The musical soundtrack to Zero is exhilarating. Wonderful blues singers Johnny Mars and Hazel Holder relate the weather metaphors to us, often interrupted by cleverly edited snippets of spoken word – a mixture of news reports, interviews and heated dialogues. With the raw howl of a harmonica portraying the brewing storm, discordance and dissaray take over the stage, before the turbulence dissipates and the choreography slows down.

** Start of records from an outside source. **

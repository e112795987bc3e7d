//! 任务模块
//!
//! 七个静态任务，创建一次、永不销毁:
//!
//! | 任务 | 优先级 | 标签 |
//! |---|---|---|
//! | `button`: 按键 (去抖后切换目标档位) | 2 | 0 |
//! | `temperature`: 计算加热等级 | 2 | 1 |
//! | `led`: 加热状态指示 | 3 | 2 |
//! | `sensor`: 温度采样与越界检测 | 3 | 3 |
//! | `failure`: 队列集多路复用 (等级 / 故障 / 关闭) | 4 | 4 |
//! | `uart`: 串口诊断输出 | 1 | 5 |
//! | `runtime`: 运行时统计报告 | 0 | 6 |
//!
//! 每个任务体拆成可单独测试的 `step` 和永不返回的 `run`。

use core::fmt;

use portable_atomic::{AtomicU8, Ordering};

use crate::config::{TASK_COUNT, TASK_STACK_WORDS};
use crate::kernel::{Priority, TaskTag};

pub mod button;
pub mod failure;
pub mod led;
pub mod runtime;
pub mod sensor;
pub mod temperature;
pub mod uart;

/// 任务标签常量
pub mod tags {
    use crate::kernel::TaskTag;

    pub const BUTTON_CONTROLLER_TAG: TaskTag = TaskTag::new(0);
    pub const TEMPERATURE_CONTROLLER_TAG: TaskTag = TaskTag::new(1);
    pub const LED_CONTROLLER_TAG: TaskTag = TaskTag::new(2);
    pub const SENSOR_CONTROLLER_TAG: TaskTag = TaskTag::new(3);
    pub const FAILURE_HANDLING_TAG: TaskTag = TaskTag::new(4);
    pub const UART_CONTROLLER_TAG: TaskTag = TaskTag::new(5);
    pub const RUNTIME_CONTROLLER_TAG: TaskTag = TaskTag::new(6);
}

/// 任务种类 (入口标识)
#[derive(Debug, Clone, Copy, PartialEq, Eq)]
#[cfg_attr(feature = "defmt", derive(defmt::Format))]
pub enum TaskKind {
    Button,
    Temperature,
    Led,
    Sensor,
    Failure,
    Uart,
    Runtime,
}

impl TaskKind {
    /// 统计标签
    pub const fn tag(self) -> TaskTag {
        match self {
            Self::Button => tags::BUTTON_CONTROLLER_TAG,
            Self::Temperature => tags::TEMPERATURE_CONTROLLER_TAG,
            Self::Led => tags::LED_CONTROLLER_TAG,
            Self::Sensor => tags::SENSOR_CONTROLLER_TAG,
            Self::Failure => tags::FAILURE_HANDLING_TAG,
            Self::Uart => tags::UART_CONTROLLER_TAG,
            Self::Runtime => tags::RUNTIME_CONTROLLER_TAG,
        }
    }

    /// 启动诊断中使用的名称
    pub const fn label(self) -> &'static str {
        match self {
            Self::Button => "Button controller task",
            Self::Temperature => "Temperature task",
            Self::Led => "Led task",
            Self::Sensor => "Sensor task",
            Self::Failure => "Failure task",
            Self::Uart => "UART task",
            Self::Runtime => "Run-Time Measurements Task",
        }
    }
}

/// 任务创建参数
#[derive(Debug, Clone, Copy, PartialEq, Eq)]
pub struct TaskSpec {
    pub kind: TaskKind,
    pub name: &'static str,
    pub stack_words: usize,
    pub priority: Priority,
}

impl TaskSpec {
    const fn new(kind: TaskKind, name: &'static str, priority: Priority) -> Self {
        Self {
            kind,
            name,
            stack_words: TASK_STACK_WORDS,
            priority,
        }
    }
}

/// 创建顺序即本表顺序
pub const TASK_SET: [TaskSpec; TASK_COUNT] = [
    TaskSpec::new(TaskKind::Button, "Button Task", 2),
    TaskSpec::new(TaskKind::Temperature, "Temperature Task", 2),
    TaskSpec::new(TaskKind::Led, "Led Task", 3),
    TaskSpec::new(TaskKind::Sensor, "Sensor Task", 3),
    TaskSpec::new(TaskKind::Failure, "Failure Handling Task", 4),
    TaskSpec::new(TaskKind::Uart, "Uart Task", 1),
    TaskSpec::new(TaskKind::Runtime, "Run-Time Measurements Task", 0),
];

// ===== 加热领域类型 =====

/// 加热等级 (单字节队列负载)
#[derive(Debug, Clone, Copy, PartialEq, Eq, PartialOrd, Ord)]
#[cfg_attr(feature = "defmt", derive(defmt::Format))]
#[repr(u8)]
pub enum HeatingLevel {
    Off = 0,
    Low = 1,
    Medium = 2,
    High = 3,
}

impl HeatingLevel {
    /// 从原始值转换，越界视为关闭
    pub const fn from_raw(raw: u8) -> Self {
        match raw {
            1 => Self::Low,
            2 => Self::Medium,
            3 => Self::High,
            _ => Self::Off,
        }
    }

    /// 按键循环: Off -> Low -> Medium -> High -> Off
    pub const fn next(self) -> Self {
        match self {
            Self::Off => Self::Low,
            Self::Low => Self::Medium,
            Self::Medium => Self::High,
            Self::High => Self::Off,
        }
    }

    /// 目标温度 (°C)，关闭时为 `None`
    pub const fn target_celsius(self) -> Option<u8> {
        match self {
            Self::Off => None,
            Self::Low => Some(25),
            Self::Medium => Some(30),
            Self::High => Some(37),
        }
    }
}

impl fmt::Display for HeatingLevel {
    fn fmt(&self, f: &mut fmt::Formatter<'_>) -> fmt::Result {
        match self {
            Self::Off => write!(f, "Off"),
            Self::Low => write!(f, "Low"),
            Self::Medium => write!(f, "Medium"),
            Self::High => write!(f, "High"),
        }
    }
}

/// 加热状态 (指示灯显示)
#[derive(Debug, Clone, Copy, PartialEq, Eq)]
#[cfg_attr(feature = "defmt", derive(defmt::Format))]
#[repr(u8)]
pub enum HeatingState {
    Off = 0,
    Low = 1,
    Medium = 2,
    High = 3,
    Fault = 4,
}

impl From<HeatingLevel> for HeatingState {
    fn from(level: HeatingLevel) -> Self {
        match level {
            HeatingLevel::Off => Self::Off,
            HeatingLevel::Low => Self::Low,
            HeatingLevel::Medium => Self::Medium,
            HeatingLevel::High => Self::High,
        }
    }
}

/// 传感器有效量程 (°C)
pub const SENSOR_VALID_RANGE: core::ops::RangeInclusive<u8> = 5..=40;

/// 用户选择的目标档位
pub struct Setpoint {
    desired: AtomicU8,
}

impl Setpoint {
    /// 初始为关闭
    pub const fn new() -> Self {
        Self {
            desired: AtomicU8::new(HeatingLevel::Off as u8),
        }
    }

    /// 当前档位
    pub fn get(&self) -> HeatingLevel {
        HeatingLevel::from_raw(self.desired.load(Ordering::Acquire))
    }

    /// 切换到下一档，返回新档位
    pub fn advance(&self) -> HeatingLevel {
        let next = self.get().next();
        self.desired.store(next as u8, Ordering::Release);
        next
    }
}

impl Default for Setpoint {
    fn default() -> Self {
        Self::new()
    }
}

/// 加热等级策略
///
/// 数值控制逻辑可替换; 默认实现按目标温差分档。
pub trait HeatingPolicy {
    /// 根据目标档位与当前温度计算加热等级
    fn level_for(&self, desired: HeatingLevel, current_celsius: u8) -> HeatingLevel {
        let Some(target) = desired.target_celsius() else {
            return HeatingLevel::Off;
        };
        match target.saturating_sub(current_celsius) {
            10.. => HeatingLevel::High,
            5..=9 => HeatingLevel::Medium,
            2..=4 => HeatingLevel::Low,
            _ => HeatingLevel::Off,
        }
    }
}

/// 默认分档策略
pub struct ThresholdPolicy;

impl HeatingPolicy for ThresholdPolicy {}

Not only does Zero deal with the stark theme of human instinct, but it almost embodies it. Most powerfully so is, arguably, the representation of domestic abuse which is articulated with real defined strength throughout by the dancers, accompanied by deeper, more gravelly tones from the singers. The ensemble of intertwining bodies breaks up into smaller groups and more frequently solos, hinting at the destruction and a tantalising sense of risk. Occasionally the repetitions of movements go on slightly too long, particularly the charleston section, which initially had a great energy and vigour behind it.

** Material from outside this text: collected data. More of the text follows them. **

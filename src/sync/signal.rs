//! 二值信号量
//!
//! 两个状态: 空 / 有信号。创建时为空。对已有信号的信号量再次 `give`
//! 是幂等的 (返回 `false`，不计数)，因此作为队列集成员时最多积累一个
//! 就绪事件。`give` 可以在中断中调用。

use core::cell::RefCell;
use core::future::poll_fn;
use core::task::Poll;

use embassy_sync::blocking_mutex::raw::CriticalSectionRawMutex;
use embassy_sync::blocking_mutex::Mutex;
use embassy_sync::waitqueue::WakerRegistration;
use embassy_time::{with_timeout, Duration};

use super::queue_set::{SetError, SetLink, SetMember};

struct SignalState {
    signaled: bool,
    waker: WakerRegistration,
    link: Option<SetLink>,
}

/// 二值信号量
pub struct BinarySignal {
    state: Mutex<CriticalSectionRawMutex, RefCell<SignalState>>,
}

impl BinarySignal {
    /// 创建空信号量
    pub const fn new() -> Self {
        Self {
            state: Mutex::new(RefCell::new(SignalState {
                signaled: false,
                waker: WakerRegistration::new(),
                link: None,
            })),
        }
    }

    /// 释放信号量 (中断安全)
    ///
    /// # Returns
    /// 状态是否由空变为有信号
    pub fn give(&self) -> bool {
        self.state.lock(|s| {
            let mut s = s.borrow_mut();
            if s.signaled {
                return false;
            }
            s.signaled = true;
            if let Some(link) = s.link {
                link.notify();
            }
            s.waker.wake();
            true
        })
    }

    /// 非阻塞获取
    pub fn try_take(&self) -> bool {
        self.state.lock(|s| core::mem::replace(&mut s.borrow_mut().signaled, false))
    }

    /// 等待信号
    pub async fn take(&self) {
        poll_fn(|cx| {
            self.state.lock(|s| {
                let mut s = s.borrow_mut();
                if s.signaled {
                    s.signaled = false;
                    Poll::Ready(())
                } else {
                    s.waker.register(cx.waker());
                    Poll::Pending
                }
            })
        })
        .await
    }

    /// 带超时等待，超时返回 `false`
    pub async fn take_timeout(&self, timeout: Duration) -> bool {
        with_timeout(timeout, self.take()).await.is_ok()
    }

    /// 当前是否有信号 (不消费)
    pub fn is_signaled(&self) -> bool {
        self.state.lock(|s| s.borrow().signaled)
    }
}

impl Default for BinarySignal {
    fn default() -> Self {
        Self::new()
    }
}

impl SetMember for BinarySignal {
    fn attach(&self, link: SetLink) -> Result<(), SetError> {
        self.state.lock(|s| {
            let mut s = s.borrow_mut();
            if s.link.is_some() {
                return Err(SetError::AlreadyMember);
            }
            s.link = Some(link);
            Ok(())
        })
    }

    fn capacity(&self) -> usize {
        1
    }

    fn is_empty(&self) -> bool {
        !self.is_signaled()
    }

    fn is_member(&self) -> bool {
        self.state.lock(|s| s.borrow().link.is_some())
    }
}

The performers themselves come from such a vast array of backgrounds, heightening the verve and vibrancy of this company. The training of the performers varies from the L’École Internationale de Théâtre Jacques Lecoq, Paris to the Julliard School, New York to the Rambert School. Contrary to popular ensemble dancer sterotypes, the strengths of the individuals in the company are celebrated throughout so that the differences between the performers are admitted; hence we acknowledge them all as living human beings and not mere bodies on a distant, quite separate, stage.

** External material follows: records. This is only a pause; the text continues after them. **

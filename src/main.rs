//! heater-rtos - ESP32-S3 座椅加热控制器固件
//!
//! 基于 esp-rtos + Embassy，四级执行器对应五级任务优先级:
//! - 三个 InterruptExecutor 承载优先级 4 / 3 / 2 的控制任务
//! - 线程模式执行器承载串口诊断与运行时统计报告
//!
//! 硬件目标: ESP32-S3-N16R8 (双核 Xtensa LX7 @ 240MHz)
//!
//! # 引脚
//! - GPIO0: 按键 (上拉，下降沿)
//! - GPIO4: 加热使能
//! - GPIO5: 故障指示
//! - GPIO6 / GPIO7 / GPIO15: 红 / 绿 / 蓝状态灯

#![no_std]
#![no_main]

use embassy_executor::Spawner;
use embassy_time::{Duration, Timer};
use esp_hal::{
    gpio::{Input, InputConfig, Level, Output, OutputConfig, Pull},
    interrupt::{software::SoftwareInterruptControl, Priority},
    timer::timg::TimerGroup,
};
use esp_rtos::embassy::InterruptExecutor;
use static_cell::StaticCell;

use heater_rtos::accounting::{EmbassyClock, RuntimeAccounting};
use heater_rtos::boot;
use heater_rtos::firmware::{Board, EmbassyPort, EspSerial, FirmwareRegistry, Tiers};
use heater_rtos::hw::{LedBar, SimulatedSensor, SwitchedHeater};
use heater_rtos::kernel::{PriorityTable, Quota, SwitchTracker};

// ===== 条件编译日志 =====
#[allow(unused_imports)]
use heater_rtos::util::log::*;

esp_bootloader_esp_idf::esp_app_desc!();

// ===== Panic Handler =====
#[cfg(any(feature = "dev", feature = "log-println"))]
use esp_backtrace as _;

#[cfg(not(any(feature = "dev", feature = "log-println")))]
#[panic_handler]
fn panic(_info: &core::panic::PanicInfo) -> ! {
    heater_rtos::fault::halt()
}

// ===== 静态分配 =====
/// 优先级 4 (故障处理、定时器服务)
static HIGH_PRIO_EXECUTOR: StaticCell<InterruptExecutor<3>> = StaticCell::new();

/// 优先级 3 (LED、传感器)
static MID_PRIO_EXECUTOR: StaticCell<InterruptExecutor<2>> = StaticCell::new();

/// 优先级 2 (按键、温度)
static LOW_PRIO_EXECUTOR: StaticCell<InterruptExecutor<1>> = StaticCell::new();

static REGISTRY: StaticCell<FirmwareRegistry> = StaticCell::new();
static PRIORITIES: PriorityTable = PriorityTable::new();
static TRACKER: SwitchTracker = SwitchTracker::new();
static ACCOUNTING: RuntimeAccounting<EmbassyClock> = RuntimeAccounting::new(EmbassyClock);

/// 传感器模拟种子
const SENSOR_SEED: u32 = 12345;

// ===== 主入口点 =====
#[esp_rtos::main]
async fn main(spawner: Spawner) {
    // ========================================
    // 1. 硬件初始化
    // ========================================
    let peripherals = esp_hal::init(esp_hal::Config::default());

    log_info!("{} v{} starting on ESP32-S3", heater_rtos::NAME, heater_rtos::VERSION);

    let timg0 = TimerGroup::new(peripherals.TIMG0);
    let sw_ints = SoftwareInterruptControl::new(peripherals.SW_INTERRUPT);
    esp_rtos::start(timg0.timer0, sw_ints.software_interrupt0);

    log_info!("esp-rtos started");

    // ========================================
    // 2. 外设
    // ========================================
    let board = Board {
        sensor: SimulatedSensor::new(SENSOR_SEED),
        heater: SwitchedHeater::new(
            Output::new(peripherals.GPIO4, Level::Low, OutputConfig::default()),
            Output::new(peripherals.GPIO5, Level::Low, OutputConfig::default()),
        ),
        indicator: LedBar::new(
            Output::new(peripherals.GPIO6, Level::Low, OutputConfig::default()),
            Output::new(peripherals.GPIO7, Level::Low, OutputConfig::default()),
            Output::new(peripherals.GPIO15, Level::Low, OutputConfig::default()),
        ),
        button: Input::new(peripherals.GPIO0, InputConfig::default().with_pull(Pull::Up)),
    };

    // ========================================
    // 3. 同步原语 (创建结果输出到控制台)
    // ========================================
    let mut quota = Quota::default();
    let registry = boot::provision(&REGISTRY, &mut quota, &PRIORITIES, EspSerial);

    // ========================================
    // 4. 执行器
    // ========================================
    let high = HIGH_PRIO_EXECUTOR
        .init(InterruptExecutor::new(sw_ints.software_interrupt3))
        .start(Priority::Priority3);
    let mid = MID_PRIO_EXECUTOR
        .init(InterruptExecutor::new(sw_ints.software_interrupt2))
        .start(Priority::Priority2);
    let low = LOW_PRIO_EXECUTOR
        .init(InterruptExecutor::new(sw_ints.software_interrupt1))
        .start(Priority::Priority1);

    log_info!("Interrupt executors started (Priority3/2/1)");

    // ========================================
    // 5. 任务创建 -> 标签 -> 钩子 -> 启动
    // ========================================
    let tiers = Tiers {
        high,
        mid,
        low,
        thread: spawner,
    };
    let mut port = EmbassyPort::new(tiers, &TRACKER, registry, &ACCOUNTING, quota, board);
    let report = boot::launch(&mut port, registry, &ACCOUNTING);

    log_info!(
        "Boot finished: {} objects failed, {} tasks failed",
        report.object_failures,
        report.task_failures
    );

    // 线程模式执行器继续驱动优先级 0 / 1 的任务
    loop {
        Timer::after(Duration::from_secs(60)).await;
    }
}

Renowned for its innovative use of performance space, the Clod Ensemble often limits the size of the audience in order to easily move them around to view the performance from different angles. That makes this end-on show in such a large auditorium somewhat radical for them, and most definitely a challenge. Artistic Director, and choreographer of this work, Suzy Willson identified the issue of perspective, commenting that audience members in different areas of the auditorium have such different experiences of the performance, making it incredibly difficult to work to all perspectives simultaneously. However, the performance-audience relationship is relatively strong despite Willson’s concerns. Appearing somewhat Brechtian, the performers enter the space talking and interacting with each other, openly acknowledging the audience who are waiting intently, dismissing any notion of a fourth wall.
The emphasis on the visual image is incredibly prevalent for Clod Ensemble, with influences from Jacques Lecoq and compelling artists such as Goya and Brueghal. Admittedly, the company has taken on a huge challenge in Zero by performing in a ‘regular’ theatre, using such a different space to their usual choices, and to an extent they seem to have been successful. This unique group captures the essence of society in its work; the word ‘ensemble’ really does encompass the identity of this company.